As of 2022, there were 73.87 mi of public roads in Lower Milford Township, of which 3.30 mi were maintained by the Pennsylvania Turnpike Commission (PTC), 21.06 mi were maintained by the Pennsylvania Department of Transportation (PennDOT) and 49.51 mi were maintained by the township.

Interstate 476 follows the Pennsylvania Turnpike's Northeast Extension through the northern and eastern parts of Lower Milford Township on a southeast–northwest alignment. However, the nearest interchange is in neighboring Milford Township in Bucks County. No other numbered highways serve the township. Main thoroughfares include Church View Road, Kings Highway, Limeport Pike, Palm Road, Spinnerstown Road, Steinsburg Road, and Zionsville Road.

==Demographics==

As of the 2000 census, there were 3,617 people, 1,277 households, and 1,039 families residing in the township. The population density was 184.1 PD/sqmi.
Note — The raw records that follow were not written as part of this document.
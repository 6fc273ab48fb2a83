use std::sync::Arc;

use pretty_assertions::assert_eq;
use url::Url;
use wallgrab_core::{Entry, IssueKind};
use wallgrab_engine::{
    parse_listing, FetchSettings, HtmlListingFetcher, ListingFetcher, ReqwestFetcher,
};
use wiremock::matchers::{method, path};
use wiremock::{Mock, MockServer, ResponseTemplate};

const LISTING: &str = r#"
<html><body>
<div id="siteTable">
  <div class="thing link" data-fullname="t3_new" data-url="https://i.example.com/new.png" data-timestamp="1700000002000">
    <p class="title"><a class="title" href="/r/x/1">Screenshot[awesome] Triple monitor [i3|polybar]</a></p>
  </div>
  <div class="thing link" data-fullname="t3_old" data-url="https://example.com/gallery/old" data-timestamp="1700000001000">
    <p class="title"><a class="title" href="/r/x/2">  no tags here  </a></p>
  </div>
</div>
<div class="thing" data-fullname="t3_outside" data-url="https://i.example.com/o.png" data-timestamp="1"></div>
</body></html>
"#;

#[test]
fn parses_entry_blocks_in_document_order() {
    wallgrab_logging::initialize_for_tests();
    let page = parse_listing(LISTING).unwrap();

    assert_eq!(
        page.entries,
        vec![
            Entry::new(
                "t3_new",
                "https://i.example.com/new.png",
                1_700_000_002_000,
                "Screenshot[awesome] Triple monitor [i3|polybar]",
            ),
            Entry::new(
                "t3_old",
                "https://example.com/gallery/old",
                1_700_000_001_000,
                "no tags here",
            ),
        ]
    );
    assert_eq!(page.entries[0].tags, vec!["awesome", "i3", "polybar"]);
    assert!(page.issues.is_empty());
}

#[test]
fn missing_id_rejects_block_and_other_attributes_degrade() {
    wallgrab_logging::initialize_for_tests();
    let html = r#"
    <div id="siteTable">
      <div class="thing" data-url="https://i.example.com/a.png" data-timestamp="5"><a class="title">[i3]</a></div>
      <div class="thing" data-fullname="t3_b" data-timestamp="soon"><a class="title">[dwm]</a></div>
      <div class="thing" data-fullname="t3_c" data-url="https://i.example.com/c.png"></div>
    </div>
    "#;

    let page = parse_listing(html).unwrap();

    let ids: Vec<_> = page.entries.iter().map(|e| e.id.as_str()).collect();
    assert_eq!(ids, vec!["t3_b", "t3_c"]);
    assert_eq!(page.entries[0].source_url, "");
    assert_eq!(page.entries[0].timestamp, 0);
    assert_eq!(page.entries[1].timestamp, 0);
    assert_eq!(page.entries[1].title, "");

    let kinds: Vec<_> = page.issues.iter().map(|i| (i.position, i.kind.clone())).collect();
    assert_eq!(
        kinds,
        vec![
            (0, IssueKind::MissingId),
            (1, IssueKind::MissingUrl),
            (
                1,
                IssueKind::InvalidTimestamp {
                    raw: "soon".to_string()
                }
            ),
            (2, IssueKind::MissingTimestamp),
        ]
    );
    assert!(page.issues[0].is_rejected());
    assert!(!page.issues[1].is_rejected());
}

#[test]
fn page_without_blocks_is_empty() {
    let page = parse_listing("<html><body><p>nothing</p></body></html>").unwrap();
    assert!(page.entries.is_empty());
    assert!(page.issues.is_empty());
}

#[tokio::test]
async fn html_listing_fetcher_reads_a_served_page() {
    let server = MockServer::start().await;
    Mock::given(method("GET"))
        .and(path("/r/unixporn/new/"))
        .respond_with(ResponseTemplate::new(200).set_body_raw(LISTING, "text/html; charset=utf-8"))
        .mount(&server)
        .await;

    let fetcher = Arc::new(ReqwestFetcher::new(FetchSettings::default()).unwrap());
    let listing = HtmlListingFetcher::new(fetcher);
    let url = Url::parse(&format!("{}/r/unixporn/new/", server.uri())).unwrap();

    let page = listing.fetch_page(&url).await.unwrap();
    assert_eq!(page.entries.len(), 2);
    assert_eq!(page.entries[1].id, "t3_old");
}
use std::collections::HashMap;
use std::fs;
use std::sync::atomic::{AtomicUsize, Ordering};
use std::sync::Arc;
use std::time::Duration;

use bytes::Bytes;
use pretty_assertions::assert_eq;
use tempfile::TempDir;
use wallgrab_core::Entry;
use wallgrab_engine::{
    AtomicFileWriter, DownloadError, Downloader, FailureKind, FetchError, FetchMetadata,
    FetchOutput, FetchSettings, Fetcher, ReqwestFetcher,
};
use wiremock::matchers::{method, path};
use wiremock::{Mock, MockServer, ResponseTemplate};

/// Serves canned bodies and tracks how many fetches run at the same time.
struct CannedFetcher {
    bodies: HashMap<String, Vec<u8>>,
    in_flight: AtomicUsize,
    peak: AtomicUsize,
}

impl CannedFetcher {
    fn new(bodies: &[(&str, &[u8])]) -> Self {
        Self {
            bodies: bodies
                .iter()
                .map(|(url, body)| (url.to_string(), body.to_vec()))
                .collect(),
            in_flight: AtomicUsize::new(0),
            peak: AtomicUsize::new(0),
        }
    }
}

#[async_trait::async_trait]
impl Fetcher for CannedFetcher {
    async fn fetch(&self, url: &str) -> Result<FetchOutput, FetchError> {
        let now = self.in_flight.fetch_add(1, Ordering::SeqCst) + 1;
        self.peak.fetch_max(now, Ordering::SeqCst);
        tokio::time::sleep(Duration::from_millis(20)).await;
        self.in_flight.fetch_sub(1, Ordering::SeqCst);

        let body = self.bodies.get(url).ok_or_else(|| FetchError {
            kind: FailureKind::HttpStatus(404),
            message: "404 Not Found".to_string(),
        })?;
        Ok(FetchOutput {
            bytes: Bytes::from(body.clone()),
            metadata: FetchMetadata {
                original_url: url.to_string(),
                final_url: url.to_string(),
                content_type: Some("image/png".to_string()),
                byte_len: body.len() as u64,
            },
        })
    }
}

fn entry(id: &str, title: &str) -> Entry {
    Entry::new(id, format!("https://i.example.com/{id}.png"), 2_000, title)
}

#[tokio::test]
async fn failures_do_not_stop_other_downloads() {
    wallgrab_logging::initialize_for_tests();
    let temp = TempDir::new().unwrap();
    let fetcher = Arc::new(CannedFetcher::new(&[
        ("https://i.example.com/t3_a.png", &b"aaa"[..]),
        ("https://i.example.com/t3_c.png", &b"c"[..]),
    ]));
    let downloader = Downloader::new(
        fetcher,
        AtomicFileWriter::new(temp.path().to_path_buf()),
        None,
    );

    let report = downloader
        .download_all(vec![
            entry("t3_a", "[i3|polybar]"),
            entry("t3_b", "[dwm]"),
            entry("t3_c", "[sway]"),
        ])
        .await;

    assert_eq!(report.attempted(), 3);
    let saved: Vec<_> = report.saved.iter().map(|s| s.entry_id.as_str()).collect();
    assert_eq!(saved, vec!["t3_a", "t3_c"]);
    assert_eq!(report.failures.len(), 1);
    assert_eq!(report.failures[0].entry_id, "t3_b");
    assert!(matches!(
        &report.failures[0].error,
        DownloadError::Fetch(FetchError {
            kind: FailureKind::HttpStatus(404),
            ..
        })
    ));

    assert_eq!(
        fs::read(temp.path().join("t3_a [i3,polybar].png")).unwrap(),
        b"aaa"
    );
    assert_eq!(fs::read(temp.path().join("t3_c [sway].png")).unwrap(), b"c");
    assert!(!temp.path().join("t3_b [dwm].png").exists());
}

#[tokio::test]
async fn unbounded_fan_out_runs_every_download_at_once() {
    let temp = TempDir::new().unwrap();
    let bodies: Vec<(String, &[u8])> = (0..6)
        .map(|i| (format!("https://i.example.com/t3_{i}.png"), b"x".as_slice()))
        .collect();
    let bodies: Vec<(&str, &[u8])> = bodies.iter().map(|(u, b)| (u.as_str(), *b)).collect();
    let fetcher = Arc::new(CannedFetcher::new(&bodies));
    let downloader = Downloader::new(
        fetcher.clone(),
        AtomicFileWriter::new(temp.path().to_path_buf()),
        None,
    );

    let entries = (0..6).map(|i| entry(&format!("t3_{i}"), "[i3]")).collect();
    let report = downloader.download_all(entries).await;

    assert_eq!(report.saved.len(), 6);
    assert_eq!(fetcher.peak.load(Ordering::SeqCst), 6);
}

#[tokio::test]
async fn concurrency_cap_bounds_in_flight_downloads() {
    let temp = TempDir::new().unwrap();
    let bodies: Vec<(String, &[u8])> = (0..6)
        .map(|i| (format!("https://i.example.com/t3_{i}.png"), b"x".as_slice()))
        .collect();
    let bodies: Vec<(&str, &[u8])> = bodies.iter().map(|(u, b)| (u.as_str(), *b)).collect();
    let fetcher = Arc::new(CannedFetcher::new(&bodies));
    let downloader = Downloader::new(
        fetcher.clone(),
        AtomicFileWriter::new(temp.path().to_path_buf()),
        Some(2),
    );

    let entries = (0..6).map(|i| entry(&format!("t3_{i}"), "[i3]")).collect();
    let report = downloader.download_all(entries).await;

    assert_eq!(report.saved.len(), 6);
    assert!(fetcher.peak.load(Ordering::SeqCst) <= 2);
}

#[tokio::test]
async fn downloads_real_responses_over_http() {
    let server = MockServer::start().await;
    Mock::given(method("GET"))
        .and(path("/abc.png"))
        .respond_with(ResponseTemplate::new(200).set_body_raw(vec![0x89, b'P', b'N', b'G'], "image/png"))
        .mount(&server)
        .await;

    let temp = TempDir::new().unwrap();
    let fetcher = Arc::new(ReqwestFetcher::new(FetchSettings::for_images(1024)).unwrap());
    let downloader = Downloader::new(
        fetcher,
        AtomicFileWriter::new(temp.path().to_path_buf()),
        None,
    );
    let entry = Entry::new("t3_abc", format!("{}/abc.png", server.uri()), 2_000, "[bspwm]");

    let report = downloader.download_all(vec![entry]).await;

    assert_eq!(report.saved.len(), 1);
    assert_eq!(report.saved[0].byte_len, 4);
    assert_eq!(
        fs::read(temp.path().join("t3_abc [bspwm].png")).unwrap(),
        vec![0x89, b'P', b'N', b'G']
    );
}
There were 1,308 housing units at an average density of 66.6 /mi2. The racial makeup of the township was 98.09% White, 0.17% African American, 0.25% Native American, 0.55% Asian, 0.11% from other races, and 0.83% from two or more races. Hispanic or Latino of any race were 0.69% of the population.

There were 1,277 households, out of which 35.5% had children under the age of 18 living with them, 71.6% were married couples living together, 6.0% had a female householder with no husband present, and 18.6% were non-families. 13.2% of all households were made up of individuals, and 4.7% had someone living alone who was 65 years of age or older. The average household size was 2.83 and the average family size was 3.12.
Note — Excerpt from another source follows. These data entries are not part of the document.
use std::path::PathBuf;
use std::sync::Arc;

use chrono::Utc;
use url::Url;
use wallgrab_core::Whitelist;
use wallgrab_logging::{wg_info, wg_warn};

use crate::{
    ensure_output_dir, AtomicFileWriter, CrawlError, Crawler, CrawlerConfig, Downloader,
    FetchError, HtmlListingFetcher, PersistError, ReqwestFetcher, RunSummary, WatermarkError,
    WatermarkStore,
};

/// Source of "now" in milliseconds since the Unix epoch.
pub type Clock = Arc<dyn Fn() -> i64 + Send + Sync>;

pub fn system_clock() -> Clock {
    Arc::new(|| Utc::now().timestamp_millis())
}

/// Errors that abort a run before the watermark is advanced.
#[derive(Debug, thiserror::Error)]
pub enum RunError {
    #[error("invalid base url {url:?}: {message}")]
    InvalidBaseUrl { url: String, message: String },
    #[error(transparent)]
    Watermark(#[from] WatermarkError),
    #[error(transparent)]
    Crawl(#[from] CrawlError),
    #[error("images directory unusable: {0}")]
    ImagesDir(#[from] PersistError),
    #[error("http client could not be built: {0}")]
    Client(#[from] FetchError),
    #[error("async runtime could not be started: {0}")]
    Runtime(#[from] std::io::Error),
}

/// One incremental run: load watermark, crawl, download, save watermark.
pub struct Engine {
    crawler: Crawler,
    downloader: Downloader,
    watermark: WatermarkStore,
    images_dir: PathBuf,
    clock: Clock,
}

impl Engine {
    pub fn new(config: &CrawlerConfig) -> Result<Self, RunError> {
        let base_url = Url::parse(&config.base_url).map_err(|err| RunError::InvalidBaseUrl {
            url: config.base_url.clone(),
            message: err.to_string(),
        })?;

        let listing_fetcher = Arc::new(ReqwestFetcher::new(config.listing_fetch_settings())?);
        let image_fetcher = Arc::new(ReqwestFetcher::new(config.image_fetch_settings())?);

        let crawler = Crawler::new(
            Arc::new(HtmlListingFetcher::new(listing_fetcher)),
            base_url,
            Whitelist::new(&config.whitelist),
            config.max_pages,
            config.page_size,
            config.page_delay(),
        );
        let downloader = Downloader::new(
            image_fetcher,
            AtomicFileWriter::new(config.images_dir.clone()),
            config.max_concurrent_downloads,
        );

        Ok(Self::from_parts(
            crawler,
            downloader,
            WatermarkStore::new(config.watermark_path.clone()),
            config.images_dir.clone(),
            system_clock(),
        ))
    }

    pub fn from_parts(
        crawler: Crawler,
        downloader: Downloader,
        watermark: WatermarkStore,
        images_dir: PathBuf,
        clock: Clock,
    ) -> Self {
        Self {
            crawler,
            downloader,
            watermark,
            images_dir,
            clock,
        }
    }

    pub fn with_clock(mut self, clock: Clock) -> Self {
        self.clock = clock;
        self
    }

    pub async fn run(&self) -> Result<RunSummary, RunError> {
        let previous_watermark = self.watermark.load()?;
        ensure_output_dir(&self.images_dir)?;

        let report = self.crawler.crawl(previous_watermark).await?;
        let matched = report.matched.len();
        wg_info!("Downloading {} images", matched);

        let downloads = self.downloader.download_all(report.matched).await;
        if !downloads.failures.is_empty() {
            wg_warn!(
                "{} of {} downloads failed",
                downloads.failures.len(),
                downloads.attempted()
            );
        }

        let new_watermark = (self.clock)();
        self.watermark.save(new_watermark)?;

        Ok(RunSummary {
            previous_watermark,
            new_watermark,
            pages_fetched: report.pages_fetched,
            entries_seen: report.entries_seen,
            stop_reason: report.stop_reason,
            matched,
            downloads,
            skipped_tags: report.skipped.into_vec(),
            issues: report.issues,
        })
    }

    /// Runs on a fresh multi-threaded tokio runtime.
    pub fn run_blocking(&self) -> Result<RunSummary, RunError> {
        let runtime = tokio::runtime::Runtime::new()?;
        runtime.block_on(self.run())
    }
}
In the township, the population was spread out, with 25.1% under the age of 18, 5.9% from 18 to 24, 29.2% from 25 to 44, 28.4% from 45 to 64, and 11.5% who were 65 years of age or older. The median age was 40 years. For every 100 females there were 102.2 males. For every 100 females age 18 and over, there were 101.2 males. The median income for a household in the township was $67,008, and the median income for a family was $75,409. Males had a median income of $42,149 versus $26,000 for females. The per capita income for the township was $27,572. About 2.1% of families and 2.8% of the population were below the poverty line, including 1.3% of those under age 18 and 7.8% of those age 65 or over.

Historical population
| Census | Pop. | Note | %± |
| 2000 | 3,617 |  | — |
| 2010 | 3,775 |  | 4.4% |
| 2016 (est.) | 3,915 |  | 3.7% |
U.S. Decennial Census

United States presidential election results for Lower Milford Township, Pennsylvania
| Year | Republican |  | Democratic |  | Third party(ies) |  |
| No. | % | No. | % | No. | % |
| 2024 | 1,590 | 61.46% | 982 | 37.96% | 15 | 0.58% |
| 2020 | 1,563 | 61.56% | 946 | 37.26% | 30 | 1.18% |
| 2016 | 1,366 | 61.45% | 764 | 34.37% | 93 | 4.18% |
| 2012 | 1,236 | 61.83% | 727 | 36.37% | 36 | 1.80% |
| 2008 | 1,137 | 55.71% | 879 | 43.07% | 25 | 1.22% |
| 2004 | 1,157 | 59.49% | 780 | 40.10% | 8 | 0.41% |

==Public education==

In addition to Coopersburg and Upper Saucon Township, Lower Milford is served by the Southern Lehigh School District. The district's schools include Hopewell Elementary School and Liberty Bell Elementary School for grades K–3, Joseph P. Liberati Intermediate School for grades 4–6, Southern Lehigh Middle School for grades 7–8, and Southern Lehigh High School in Center Valley for grades 9–12.